父の暮らしいていた施設は、元は水族館だったそうで、至るところに水槽があるのだが、なぜか1匹のイルカだけが今もなお施設で暮らしていた。

父をはじめ、入居者の方々はイルカを観に行くことが日課だった。綺麗に磨かれた水槽から顔を出すイルカは、豊かな表情でキィと鳴く。歩くのが困難だった入居者も、自力歩行でイルカを見に行くまでになったそうだ。

僕は、ぼんやりとイルカを眺める父の横顔をスケッチしていた。父はもう言葉を失っていたが、その眼差しは想いを雄弁に語っていた。

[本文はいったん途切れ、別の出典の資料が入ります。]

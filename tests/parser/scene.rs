//! A stored scene: a crossroads with exits, occupants and carried objects.

use delve_foundation::{CharacterInstanceId, Direction, LocationInstanceId, MonsterInstanceId};
use delve_parser::ResolveArgs;
use delve_storage::{
    Actor, ActorRef, Carry, Character, CharacterInstance, Dungeon, DungeonInstance, Holder,
    Location, LocationContext, LocationInstance, Lock, Monster, MonsterInstance, Neighbors,
    Object, ObjectInstance, ObjectInstanceView, Repository, Store, Transaction,
};

pub struct Scene {
    pub tx: Transaction,
    pub here: LocationInstanceId,
    pub north: LocationInstanceId,
    pub down: LocationInstanceId,
    pub hero: CharacterInstanceId,
    pub rival: CharacterInstanceId,
    pub troll: MonsterInstanceId,
}

/// What an actor sees and holds, loaded the way the engine loads it.
pub struct View {
    pub actor: Actor,
    pub location: LocationContext,
    pub held: Vec<ObjectInstanceView>,
}

impl View {
    pub fn args(&self) -> ResolveArgs<'_> {
        ResolveArgs::new(&self.actor, &self.location, &self.held)
    }
}

impl Scene {
    pub fn view(&mut self, actor: ActorRef) -> View {
        let actor = Actor::load(&mut self.tx, actor, Lock::None).unwrap();
        let location = LocationContext::load(&mut self.tx, actor.location_instance_id()).unwrap();
        let held = actor.held_objects(&mut self.tx).unwrap();
        View {
            actor,
            location,
            held,
        }
    }

    pub fn hero_view(&mut self) -> View {
        self.view(ActorRef::Character(self.hero))
    }
}

pub fn scene() -> Scene {
    let store = Store::new();
    let mut tx = store.begin().unwrap();

    let mut dungeon = Dungeon::default();
    Repository::<Dungeon>::create_one(&mut tx, &mut dungeon).unwrap();
    let mut instance = DungeonInstance {
        dungeon_id: dungeon.id,
        ..DungeonInstance::default()
    };
    Repository::<DungeonInstance>::create_one(&mut tx, &mut instance).unwrap();

    let mut rooms = Vec::new();
    for name in ["Crossroads", "Bridge", "Pit"] {
        let mut template = Location {
            dungeon_id: dungeon.id,
            name: name.to_string(),
            ..Location::default()
        };
        Repository::<Location>::create_one(&mut tx, &mut template).unwrap();
        let mut room = LocationInstance {
            dungeon_instance_id: instance.id,
            location_id: template.id,
            ..LocationInstance::default()
        };
        Repository::<LocationInstance>::create_one(&mut tx, &mut room).unwrap();
        rooms.push(room);
    }
    let (north, down) = (rooms[1].id, rooms[2].id);
    rooms[0].neighbors = Neighbors::new()
        .with(Direction::North, north)
        .with(Direction::Down, down);
    Repository::<LocationInstance>::update_one(&mut tx, &mut rooms[0]).unwrap();
    let here = rooms[0].id;

    let mut characters = Vec::new();
    for name in ["Hero", "Rival"] {
        let mut template = Character {
            name: name.to_string(),
            ..Character::default()
        };
        Repository::<Character>::create_one(&mut tx, &mut template).unwrap();
        let mut row = CharacterInstance {
            dungeon_instance_id: instance.id,
            character_id: template.id,
            location_instance_id: here,
            ..CharacterInstance::default()
        };
        Repository::<CharacterInstance>::create_one(&mut tx, &mut row).unwrap();
        characters.push(row.id);
    }
    let (hero, rival) = (characters[0], characters[1]);

    let mut template = Monster {
        dungeon_id: dungeon.id,
        location_id: rooms[0].location_id,
        name: "Troll".to_string(),
        ..Monster::default()
    };
    Repository::<Monster>::create_one(&mut tx, &mut template).unwrap();
    let mut troll = MonsterInstance {
        dungeon_instance_id: instance.id,
        monster_id: template.id,
        location_instance_id: here,
        ..MonsterInstance::default()
    };
    Repository::<MonsterInstance>::create_one(&mut tx, &mut troll).unwrap();

    let placements: [(&str, Option<(Holder, Carry)>); 5] = [
        ("Lantern", None),
        ("Rope", None),
        ("Iron Sword", Some((Holder::Character(hero), Carry::Equipped))),
        ("Bread", Some((Holder::Character(hero), Carry::Stashed))),
        ("Club", Some((Holder::Monster(troll.id), Carry::Equipped))),
    ];
    for (name, held) in placements {
        let mut template = Object {
            dungeon_id: dungeon.id,
            name: name.to_string(),
            ..Object::default()
        };
        Repository::<Object>::create_one(&mut tx, &mut template).unwrap();
        let mut row = ObjectInstance {
            dungeon_instance_id: instance.id,
            object_id: template.id,
            ..ObjectInstance::default()
        };
        match held {
            Some((holder, carry)) => row.give_to(holder, carry),
            None => row.place_at(here),
        }
        Repository::<ObjectInstance>::create_one(&mut tx, &mut row).unwrap();
    }

    Scene {
        tx,
        here,
        north,
        down,
        hero,
        rival,
        troll: troll.id,
    }
}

それから半年もしないうちに、父の容態は悪化して、海の近くの病院へ転院することになった。海の近くと言っても、外に出られることはなく、窓越しからカモメの群れが見える程度であった。

父はそのまま、家族と会うこともなく旅立った。飛行機を乗り継ぎ、ようやっと病室へついて、静かな寝顔を見ていると、数少ない遺品の中に、ペットボトルの水があり、マジックで「イルカ」と描かれてあった。
ピンときた。あのイルカの水槽の水を、看護師の方が汲み取って持たせたのではないかと。転院する父へ、せめてもの贈り物なのか。

納棺された父を見ながら、そのペットボトルの水を雑巾に湿らして、丁寧に棺を拭いた。拭きながら、あのイルカの表情を思い出していた。イルカは父と共にいる。そして水蒸気になって、大海原で一緒に泳ぐのだ。

いつのまにか、棺に伏して泣いていた。染み込む涙もまた、旅に出る。